Problem
A complete, word-for-word restatement of the entries is needed.

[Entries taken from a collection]
// Copyright 2021 Contributors to the ASiC Tools project.
// SPDX-License-Identifier: MIT

//! The OASIS OpenDocument file manifest (`META-INF/manifest.xml`). It lists every file of the container
//! with its media type, preceded by a self-entry `/` that carries the container MIME type.

use super::cades::XML_DECLARATION;
use crate::error::ConsistencyErrorKind;
use crate::model::MimeType;
use crate::Result;
use serde::{Deserialize, Serialize};

const MANIFEST_NAMESPACE: &str = "urn:oasis:names:tc:opendocument:xmlns:manifest:1.0";

/// Full path of the self-entry describing the container itself.
pub const ROOT_PATH: &str = "/";

#[derive(Clone, Debug, PartialEq, Eq)]
pub struct FileEntry {
    pub full_path: String,
    pub media_type: String,
}

/// An ordered list of file entries, unique by full path.
#[derive(Clone, Debug, PartialEq, Eq)]
pub struct OasisManifest {
    entries: Vec<FileEntry>,
}

impl OasisManifest {
    /// Creates a manifest holding only the self-entry for a container of type `mime_type`.
    pub fn new(mime_type: &MimeType) -> OasisManifest {
        OasisManifest {
            entries: vec![FileEntry {
                full_path: ROOT_PATH.to_owned(),
                media_type: mime_type.as_str().to_owned(),
            }],
        }
    }

    pub fn from_bytes(bytes: &[u8]) -> Result<OasisManifest> {
        let document: OasisManifestXml = quick_xml::de::from_reader(bytes)?;
        let mut manifest = OasisManifest {
            entries: Vec::with_capacity(document.entries.len()),
        };
        for entry in document.entries {
            manifest.push(entry.full_path, entry.media_type)?;
        }
        Ok(manifest)
    }

    pub fn add(&mut self, full_path: &str, mime_type: &MimeType) -> Result<()> {
        self.push(full_path.to_owned(), mime_type.as_str().to_owned())
    }

    /// Appends every entry of `other` except its self-entry. Fails on the first path already present.
    pub fn append(&mut self, other: &OasisManifest) -> Result<()> {
        for entry in other.entries.iter().filter(|e| e.full_path != ROOT_PATH) {
            self.push(entry.full_path.clone(), entry.media_type.clone())?;
        }
        Ok(())
    }

    /// Number of entries, the self-entry included.
    pub fn len(&self) -> usize {
        self.entries.len()
    }

    pub fn is_empty(&self) -> bool {
        self.entries.is_empty()
    }

    pub fn entries(&self) -> &[FileEntry] {
        &self.entries
    }

    pub fn to_bytes(&self) -> Result<Vec<u8>> {
        let document = OasisManifestXml {
            xmlns_manifest: MANIFEST_NAMESPACE.to_owned(),
            entries: self
                .entries
                .iter()
                .map(|e| FileEntryXml {
                    full_path: e.full_path.clone(),
                    media_type: e.media_type.clone(),
                })
                .collect(),
        };
        let body = quick_xml::se::to_string(&document)?;
        let mut bytes = Vec::with_capacity(XML_DECLARATION.len() + body.len());
        bytes.extend_from_slice(XML_DECLARATION.as_bytes());
        bytes.extend_from_slice(body.as_bytes());
        Ok(bytes)
    }

    fn push(&mut self, full_path: String, media_type: String) -> Result<()> {
        if self.entries.iter().any(|e| e.full_path == full_path) {
            return Err(ConsistencyErrorKind::DuplicateOasisEntry(full_path).into());
        }
        self.entries.push(FileEntry {
            full_path,
            media_type,
        });
        Ok(())
    }
}

#[derive(Debug, Serialize, Deserialize)]
#[serde(rename = "manifest:manifest")]
struct OasisManifestXml {
    #[serde(rename = "@xmlns:manifest", default)]
    xmlns_manifest: String,
    #[serde(rename = "manifest:file-entry", alias = "file-entry", default)]
    entries: Vec<FileEntryXml>,
}

#[derive(Debug, Serialize, Deserialize)]
struct FileEntryXml {
    #[serde(rename = "@manifest:full-path", alias = "@full-path")]
    full_path: String,
    #[serde(rename = "@manifest:media-type", alias = "@media-type")]
    media_type: String,
}

#[cfg(test)]
mod tests {
    use super::OasisManifest;
    use crate::error::{ConsistencyErrorKind, Error};
    use crate::model::MimeType;

    fn text() -> MimeType {
        MimeType::for_str("text/plain").unwrap()
    }

    #[test]
    fn test_new_holds_self_entry() {
        let manifest = OasisManifest::new(&MimeType::asice());
        assert_eq!(manifest.len(), 1);
        assert_eq!(manifest.entries()[0].full_path, "/");
        assert_eq!(
            manifest.entries()[0].media_type,
            "application/vnd.etsi.asic-e+zip"
        );
    }

    #[test]
    fn test_xml_round_trip() {
        let mut manifest = OasisManifest::new(&MimeType::asice());
        manifest.add("content1.txt", &text()).unwrap();
        manifest.add("content2.txt", &text()).unwrap();

        let bytes = manifest.to_bytes().unwrap();
        let xml = String::from_utf8(bytes.clone()).unwrap();
        assert!(xml.contains("<manifest:manifest"));
        assert!(xml.contains("manifest:full-path=\"content1.txt\""));

        assert_eq!(OasisManifest::from_bytes(&bytes).unwrap(), manifest);
    }

    #[test]
    fn test_parse_foreign_manifest() {
        let xml = br#"<?xml version="1.0" encoding="UTF-8"?>
<manifest:manifest xmlns:manifest="urn:oasis:names:tc:opendocument:xmlns:manifest:1.0">
  <manifest:file-entry manifest:full-path="/" manifest:media-type="application/vnd.etsi.asic-e+zip"/>
  <manifest:file-entry manifest:full-path="bilde.png" manifest:media-type="image/png"/>
</manifest:manifest>"#;
        let manifest = OasisManifest::from_bytes(xml).unwrap();
        assert_eq!(manifest.len(), 2);
        assert_eq!(manifest.entries()[1].full_path, "bilde.png");
    }

    #[test]
    fn test_duplicate_path_rejected() {
        let mut manifest = OasisManifest::new(&MimeType::asice());
        manifest.add("content1.txt", &text()).unwrap();
        match manifest.add("content1.txt", &text()).unwrap_err() {
            Error::ConsistencyError(kind) => assert_eq!(
                ConsistencyErrorKind::DuplicateOasisEntry(String::from("content1.txt")),
                kind
            ),
            _ => panic!("Unexpected error type."),
        }
    }

    #[test]
    fn test_append_skips_self_entry() {
        let mut first = OasisManifest::new(&MimeType::asice());
        first.add("a.txt", &text()).unwrap();
        let mut second = OasisManifest::new(&MimeType::asice());
        second.add("b.txt", &text()).unwrap();

        first.append(&second).unwrap();
        assert_eq!(first.len(), 3);
        assert!(first.append(&second).is_err());
    }
}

Response for this exercise
// Copyright 2021 Contributors to the ASiC Tools project.
// SPDX-License-Identifier: MIT

//! The OASIS OpenDocument file manifest (`META-INF/manifest.xml`). It lists every file of the container
//! with its media type, preceded by a self-entry `/` that carries the container MIME type.

use super::cades::XML_DECLARATION;
use crate::error::ConsistencyErrorKind;
use crate::model::MimeType;
use crate::Result;
use serde::{Deserialize, Serialize};

const MANIFEST_NAMESPACE: &str = "urn:oasis:names:tc:opendocument:xmlns:manifest:1.0";

/// Full path of the self-entry describing the container itself.
pub const ROOT_PATH: &str = "/";

#[derive(Clone, Debug, PartialEq, Eq)]
pub struct FileEntry {
    pub full_path: String,
    pub media_type: String,
}

/// An ordered list of file entries, unique by full path.
#[derive(Clone, Debug, PartialEq, Eq)]
pub struct OasisManifest {
    entries: Vec<FileEntry>,
}

impl OasisManifest {
    /// Creates a manifest holding only the self-entry for a container of type `mime_type`.
    pub fn new(mime_type: &MimeType) -> OasisManifest {
        OasisManifest {
            entries: vec![FileEntry {
                full_path: ROOT_PATH.to_owned(),
                media_type: mime_type.as_str().to_owned(),
            }],
        }
    }

    pub fn from_bytes(bytes: &[u8]) -> Result<OasisManifest> {
        let document: OasisManifestXml = quick_xml::de::from_reader(bytes)?;
        let mut manifest = OasisManifest {
            entries: Vec::with_capacity(document.entries.len()),
        };
        for entry in document.entries {
            manifest.push(entry.full_path, entry.media_type)?;
        }
        Ok(manifest)
    }

    pub fn add(&mut self, full_path: &str, mime_type: &MimeType) -> Result<()> {
        self.push(full_path.to_owned(), mime_type.as_str().to_owned())
    }

    /// Appends every entry of `other` except its self-entry. Fails on the first path already present.
    pub fn append(&mut self, other: &OasisManifest) -> Result<()> {
        for entry in other.entries.iter().filter(|e| e.full_path != ROOT_PATH) {
            self.push(entry.full_path.clone(), entry.media_type.clone())?;
        }
        Ok(())
    }

    /// Number of entries, the self-entry included.
    pub fn len(&self) -> usize {
        self.entries.len()
    }

    pub fn is_empty(&self) -> bool {
        self.entries.is_empty()
    }

    pub fn entries(&self) -> &[FileEntry] {
        &self.entries
    }

    pub fn to_bytes(&self) -> Result<Vec<u8>> {
        let document = OasisManifestXml {
            xmlns_manifest: MANIFEST_NAMESPACE.to_owned(),
            entries: self
                .entries
                .iter()
                .map(|e| FileEntryXml {
                    full_path: e.full_path.clone(),
                    media_type: e.media_type.clone(),
                })
                .collect(),
        };
        let body = quick_xml::se::to_string(&document)?;
        let mut bytes = Vec::with_capacity(XML_DECLARATION.len() + body.len());
        bytes.extend_from_slice(XML_DECLARATION.as_bytes());
        bytes.extend_from_slice(body.as_bytes());
        Ok(bytes)
    }

    fn push(&mut self, full_path: String, media_type: String) -> Result<()> {
        if self.entries.iter().any(|e| e.full_path == full_path) {
            return Err(ConsistencyErrorKind::DuplicateOasisEntry(full_path).into());
        }
        self.entries.push(FileEntry {
            full_path,
            media_type,
        });
        Ok(())
    }
}

#[derive(Debug, Serialize, Deserialize)]
#[serde(rename = "manifest:manifest")]
struct OasisManifestXml {
    #[serde(rename = "@xmlns:manifest", default)]
    xmlns_manifest: String,
    #[serde(rename = "manifest:file-entry", alias = "file-entry", default)]
    entries: Vec<FileEntryXml>,
}

#[derive(Debug, Serialize, Deserialize)]
struct FileEntryXml {
    #[serde(rename = "@manifest:full-path", alias = "@full-path")]
    full_path: String,
    #[serde(rename = "@manifest:media-type", alias = "@media-type")]
    media_type: String,
}

#[cfg(test)]
mod tests {
    use super::OasisManifest;
    use crate::error::{ConsistencyErrorKind, Error};
    use crate::model::MimeType;

    fn text() -> MimeType {
        MimeType::for_str("text/plain").unwrap()
    }

    #[test]
    fn test_new_holds_self_entry() {
        let manifest = OasisManifest::new(&MimeType::asice());
        assert_eq!(manifest.len(), 1);
        assert_eq!(manifest.entries()[0].full_path, "/");
        assert_eq!(
            manifest.entries()[0].media_type,
            "application/vnd.etsi.asic-e+zip"
        );
    }

    #[test]
    fn test_xml_round_trip() {
        let mut manifest = OasisManifest::new(&MimeType::asice());
        manifest.add("content1.txt", &text()).unwrap();
        manifest.add("content2.txt", &text()).unwrap();

        let bytes = manifest.to_bytes().unwrap();
        let xml = String::from_utf8(bytes.clone()).unwrap();
        assert!(xml.contains("<manifest:manifest"));
        assert!(xml.contains("manifest:full-path=\"content1.txt\""));

        assert_eq!(OasisManifest::from_bytes(&bytes).unwrap(), manifest);
    }

    #[test]
    fn test_parse_foreign_manifest() {
        let xml = br#"<?xml version="1.0" encoding="UTF-8"?>
<manifest:manifest xmlns:manifest="urn:oasis:names:tc:opendocument:xmlns:manifest:1.0">
  <manifest:file-entry manifest:full-path="/" manifest:media-type="application/vnd.etsi.asic-e+zip"/>
  <manifest:file-entry manifest:full-path="bilde.png" manifest:media-type="image/png"/>
</manifest:manifest>"#;
        let manifest = OasisManifest::from_bytes(xml).unwrap();
        assert_eq!(manifest.len(), 2);
        assert_eq!(manifest.entries()[1].full_path, "bilde.png");
    }

    #[test]
    fn test_duplicate_path_rejected() {
        let mut manifest = OasisManifest::new(&MimeType::asice());
        manifest.add("content1.txt", &text()).unwrap();
        match manifest.add("content1.txt", &text()).unwrap_err() {
            Error::ConsistencyError(kind) => assert_eq!(
                ConsistencyErrorKind::DuplicateOasisEntry(String::from("content1.txt")),
                kind
            ),
            _ => panic!("Unexpected error type."),
        }
    }

    #[test]
    fn test_append_skips_self_entry() {
        let mut first = OasisManifest::new(&MimeType::asice());
        first.add("a.txt", &text()).unwrap();
        let mut second = OasisManifest::new(&MimeType::asice());
        second.add("b.txt", &text()).unwrap();

        first.append(&second).unwrap();
        assert_eq!(first.len(), 3);
        assert!(first.append(&second).is_err());
    }
}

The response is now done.